Japanese legend claims that if you fold 1,000 paper cranes you will be granted a wish. Paper cranes are symbolic for long life, recovery from illness or injury, and world peace. The cranes are commonly held together on 25 stings with beads on the ends to help prevent them from falling off. There are 40 folded paper cranes per a string. As a tradition in Japan it is common to give a married couple at there wedding 1000 folded paper cranes from the folder for happiness and prosperity. In western culture it has been custom to give a crane to cancer patients (usually terminally ill) to using them at funerals or on graves.
Sadako Sasaki was a little girl who was two years old, who was living in Hiroshima, Japan when an atomic bomb was dropped on August 6, 1945. She lived 1 mile from ground zero. About 10 years later she was diagnosed with leukemia. Her mother called it an "atomic bomb disease". In November 1954, she developed lumps on her neck and behind her ears. January 1955, she developed purple spots on her legs. In February she was diagnosed with leukemia and was hospitalized.

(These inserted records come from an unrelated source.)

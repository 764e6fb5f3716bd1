//! Platform-specific implementations.

#[cfg(target_os = "macos")]
mod macos;
#[cfg(target_os = "macos")]
pub use macos::*;

#[cfg(target_os = "windows")]
mod windows;
#[cfg(target_os = "windows")]
pub use windows::*;

#[cfg(target_os = "linux")]
mod linux;
#[cfg(target_os = "linux")]
pub use linux::*;

// Ensure at least one platform is supported
#[cfg(not(any(target_os = "macos", target_os = "windows", target_os = "linux")))]
compile_error!("monitors only supports macOS, Windows, and Linux");
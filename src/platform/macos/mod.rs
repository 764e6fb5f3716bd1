//! macOS platform implementation.

mod display;
mod ffi;

pub use display::SystemDisplays;
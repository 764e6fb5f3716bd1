//! Windows display queries via GDI display devices and settings.

use crate::error::{Error, Result};
use crate::monitor::{DisplayId, ModeId};
use crate::provider::{
    DisplayProvider, MODE_INTERLACED, ModeDescriptor, ModeFlags, PhysicalSize, PixelEncoding,
    RawMode, RefreshPeriod,
};
use std::mem::{MaybeUninit, size_of};
use windows::Win32::Graphics::Gdi::{
    CDS_TYPE, ChangeDisplaySettingsExW, CreateDCW, DEVMODEW, DISP_CHANGE_SUCCESSFUL,
    DISPLAY_DEVICE_ACTIVE, DISPLAY_DEVICE_ATTACHED_TO_DESKTOP, DISPLAY_DEVICE_PRIMARY_DEVICE,
    DISPLAY_DEVICEW, DeleteDC, ENUM_CURRENT_SETTINGS, ENUM_DISPLAY_SETTINGS_FLAGS,
    ENUM_DISPLAY_SETTINGS_MODE, EnumDisplayDevicesW, EnumDisplaySettingsExW, GetDeviceCaps,
    HDC, HORZSIZE, VERTSIZE,
};
use windows::core::{PCWSTR, w};

const DM_INTERLACED: u32 = 0x0000_0002;
const EDD_GET_DEVICE_INTERFACE_NAME: u32 = 0x0000_0001;

/// Displays reported by GDI.
#[derive(Debug, Clone, Copy, Default)]
pub struct SystemDisplays;

/// A `DEVMODEW` from the adapter's settings list.
#[derive(Clone, Copy)]
pub struct DisplayMode {
    devmode: DEVMODEW,
}

impl RawMode for DisplayMode {
    fn describe(&self) -> ModeDescriptor {
        describe(&self.devmode)
    }
}

fn describe(devmode: &DEVMODEW) -> ModeDescriptor {
    // GDI only lists modes the monitor accepts, so they are valid and safe
    let mut flags = ModeFlags::USABLE;
    if display_flags(devmode) & DM_INTERLACED != 0 {
        flags = flags.with(MODE_INTERLACED);
    }

    // 0 and 1 both mean "hardware default"
    let refresh_rate = match devmode.dmDisplayFrequency {
        0 | 1 => 0.0,
        hz => hz as f64,
    };

    ModeDescriptor {
        id: mode_key(devmode),
        flags,
        encoding: PixelEncoding::from_depth(devmode.dmBitsPerPel),
        width: devmode.dmPelsWidth,
        height: devmode.dmPelsHeight,
        refresh_rate,
    }
}

fn display_flags(devmode: &DEVMODEW) -> u32 {
    unsafe { devmode.Anonymous2.dmDisplayFlags }
}

/// GDI has no mode identifier; pack the fields that tell modes apart.
fn mode_key(devmode: &DEVMODEW) -> ModeId {
    let width = (devmode.dmPelsWidth as u64) & 0xFFFF;
    let height = (devmode.dmPelsHeight as u64) & 0xFFFF;
    let frequency = (devmode.dmDisplayFrequency as u64) & 0xFFFF;
    let depth = (devmode.dmBitsPerPel as u64) & 0xFF;
    let flags = (display_flags(devmode) as u64) & 0xFF;
    ModeId(width << 48 | height << 32 | frequency << 16 | depth << 8 | flags)
}

fn new_devmode() -> DEVMODEW {
    let mut devmode = unsafe { MaybeUninit::<DEVMODEW>::zeroed().assume_init() };
    devmode.dmSize = size_of::<DEVMODEW>() as u16;
    devmode
}

fn new_device() -> DISPLAY_DEVICEW {
    let mut device = unsafe { MaybeUninit::<DISPLAY_DEVICEW>::zeroed().assume_init() };
    device.cb = size_of::<DISPLAY_DEVICEW>() as u32;
    device
}

fn wide_to_string(buffer: &[u16]) -> String {
    let len = buffer.iter().position(|&c| c == 0).unwrap_or(buffer.len());
    String::from_utf16_lossy(&buffer[..len])
}

/// The adapter at `index`, if any.
fn adapter(index: u32) -> Option<DISPLAY_DEVICEW> {
    let mut device = new_device();
    let ok = unsafe { EnumDisplayDevicesW(PCWSTR::null(), index, &mut device, 0) };
    ok.as_bool().then_some(device)
}

/// The first monitor attached to `adapter`.
fn attached_monitor(adapter: &DISPLAY_DEVICEW, flags: u32) -> Option<DISPLAY_DEVICEW> {
    let mut device = new_device();
    let ok = unsafe {
        EnumDisplayDevicesW(PCWSTR(adapter.DeviceName.as_ptr()), 0, &mut device, flags)
    };
    ok.as_bool().then_some(device)
}

fn adapter_for(display: DisplayId) -> Option<DISPLAY_DEVICEW> {
    adapter(display.0 as u32)
}

fn has_flag(device: &DISPLAY_DEVICEW, flag: u32) -> bool {
    device.StateFlags.0 & flag != 0
}

fn settings(adapter: &DISPLAY_DEVICEW, mode: ENUM_DISPLAY_SETTINGS_MODE) -> Option<DEVMODEW> {
    let mut devmode = new_devmode();
    let ok = unsafe {
        EnumDisplaySettingsExW(
            PCWSTR(adapter.DeviceName.as_ptr()),
            mode,
            &mut devmode,
            ENUM_DISPLAY_SETTINGS_FLAGS(0),
        )
    };
    ok.as_bool().then_some(devmode)
}

/// Device context for an adapter, deleted on drop.
struct DeviceContext(HDC);

impl DeviceContext {
    fn new(adapter: &DISPLAY_DEVICEW) -> Option<Self> {
        let hdc = unsafe {
            CreateDCW(
                w!("DISPLAY"),
                PCWSTR(adapter.DeviceName.as_ptr()),
                PCWSTR::null(),
                None,
            )
        };
        if hdc.is_invalid() { None } else { Some(Self(hdc)) }
    }
}

impl Drop for DeviceContext {
    fn drop(&mut self) {
        unsafe {
            let _ = DeleteDC(self.0);
        }
    }
}

impl DisplayProvider for SystemDisplays {
    type Mode = DisplayMode;

    fn online_displays(&self) -> Result<Vec<DisplayId>> {
        let mut displays = Vec::new();
        let mut index = 0;
        while let Some(device) = adapter(index) {
            if has_flag(&device, DISPLAY_DEVICE_ATTACHED_TO_DESKTOP.0) {
                displays.push(DisplayId(index as u64));
            }
            index += 1;
        }

        if index == 0 {
            return Err(Error::EnumerationUnavailable(
                "EnumDisplayDevicesW reported no adapters".into(),
            ));
        }
        Ok(displays)
    }

    fn is_asleep(&self, display: DisplayId) -> bool {
        adapter_for(display)
            .and_then(|adapter| attached_monitor(&adapter, 0))
            .is_some_and(|monitor| !has_flag(&monitor, DISPLAY_DEVICE_ACTIVE.0))
    }

    fn name(&self, display: DisplayId) -> Option<String> {
        let adapter = adapter_for(display)?;
        let monitor = attached_monitor(&adapter, 0)?;
        let name = wide_to_string(&monitor.DeviceString);
        (!name.is_empty()).then_some(name)
    }

    fn uuid(&self, display: DisplayId) -> Option<String> {
        let adapter = adapter_for(display)?;
        let monitor = attached_monitor(&adapter, EDD_GET_DEVICE_INTERFACE_NAME)?;
        let id = wide_to_string(&monitor.DeviceID);
        (!id.is_empty()).then_some(id)
    }

    fn physical_size(&self, display: DisplayId) -> PhysicalSize {
        let Some(context) = adapter_for(display).and_then(|adapter| DeviceContext::new(&adapter))
        else {
            return PhysicalSize::default();
        };
        let (width, height) = unsafe {
            (
                GetDeviceCaps(Some(context.0), HORZSIZE),
                GetDeviceCaps(Some(context.0), VERTSIZE),
            )
        };
        PhysicalSize {
            width_mm: width.max(0) as f64,
            height_mm: height.max(0) as f64,
        }
    }

    fn is_primary(&self, display: DisplayId) -> bool {
        adapter_for(display)
            .is_some_and(|adapter| has_flag(&adapter, DISPLAY_DEVICE_PRIMARY_DEVICE.0))
    }

    fn current_mode_id(&self, display: DisplayId) -> Option<ModeId> {
        let adapter = adapter_for(display)?;
        settings(&adapter, ENUM_CURRENT_SETTINGS).map(|devmode| mode_key(&devmode))
    }

    fn modes(&self, display: DisplayId) -> Result<Vec<DisplayMode>> {
        let adapter = adapter_for(display)
            .ok_or_else(|| Error::Platform(format!("no display adapter {}", display.0)))?;

        let mut modes = Vec::new();
        let mut index = 0;
        while let Some(devmode) = settings(&adapter, ENUM_DISPLAY_SETTINGS_MODE(index)) {
            modes.push(DisplayMode { devmode });
            index += 1;
        }
        Ok(modes)
    }

    fn nominal_refresh_period(&self, _display: DisplayId) -> Option<RefreshPeriod> {
        None
    }

    fn set_mode(&self, display: DisplayId, mode: &DisplayMode) -> Result<()> {
        let adapter = adapter_for(display)
            .ok_or_else(|| Error::Platform(format!("no display adapter {}", display.0)))?;

        let result = unsafe {
            ChangeDisplaySettingsExW(
                PCWSTR(adapter.DeviceName.as_ptr()),
                Some(&mode.devmode as *const DEVMODEW),
                None,
                CDS_TYPE(0),
                None,
            )
        };
        if result != DISP_CHANGE_SUCCESSFUL {
            return Err(Error::Rejected(format!(
                "ChangeDisplaySettingsExW failed: {}",
                result.0
            )));
        }
        Ok(())
    }
}

#[cfg(test)]
mod tests {
    use super::*;

    fn devmode(width: u32, height: u32, bpp: u32, hz: u32) -> DEVMODEW {
        let mut devmode = new_devmode();
        devmode.dmPelsWidth = width;
        devmode.dmPelsHeight = height;
        devmode.dmBitsPerPel = bpp;
        devmode.dmDisplayFrequency = hz;
        devmode
    }

    #[test]
    fn test_mode_key_distinguishes_modes() {
        let a = mode_key(&devmode(1920, 1080, 32, 60));
        let b = mode_key(&devmode(1920, 1080, 32, 144));
        let c = mode_key(&devmode(1920, 1080, 16, 60));
        assert_ne!(a, b);
        assert_ne!(a, c);
        assert_eq!(a, mode_key(&devmode(1920, 1080, 32, 60)));
    }

    #[test]
    fn test_describe_default_frequency() {
        let raw = describe(&devmode(1280, 720, 32, 1));
        assert_eq!(raw.refresh_rate, 0.0);
        assert_eq!(raw.encoding, PixelEncoding::Direct32);
        assert_eq!(raw.flags, ModeFlags::USABLE);
    }
}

In August 1955, while in the hospital she became inspired by cranes that were donated, she began folding. Sadako completed 644 cranes before she passed away. Her family and friends finished the remaining and was buried with a 1000 of her cranes. In Hiroshima, there is a Children's Peace Monument for peace in the Hiroshima Peace Memorial Park. It is a monument for all the children who were victims in the atomic bombing. The monument is considered a wish for peace and directly under it there is a peace wind chime.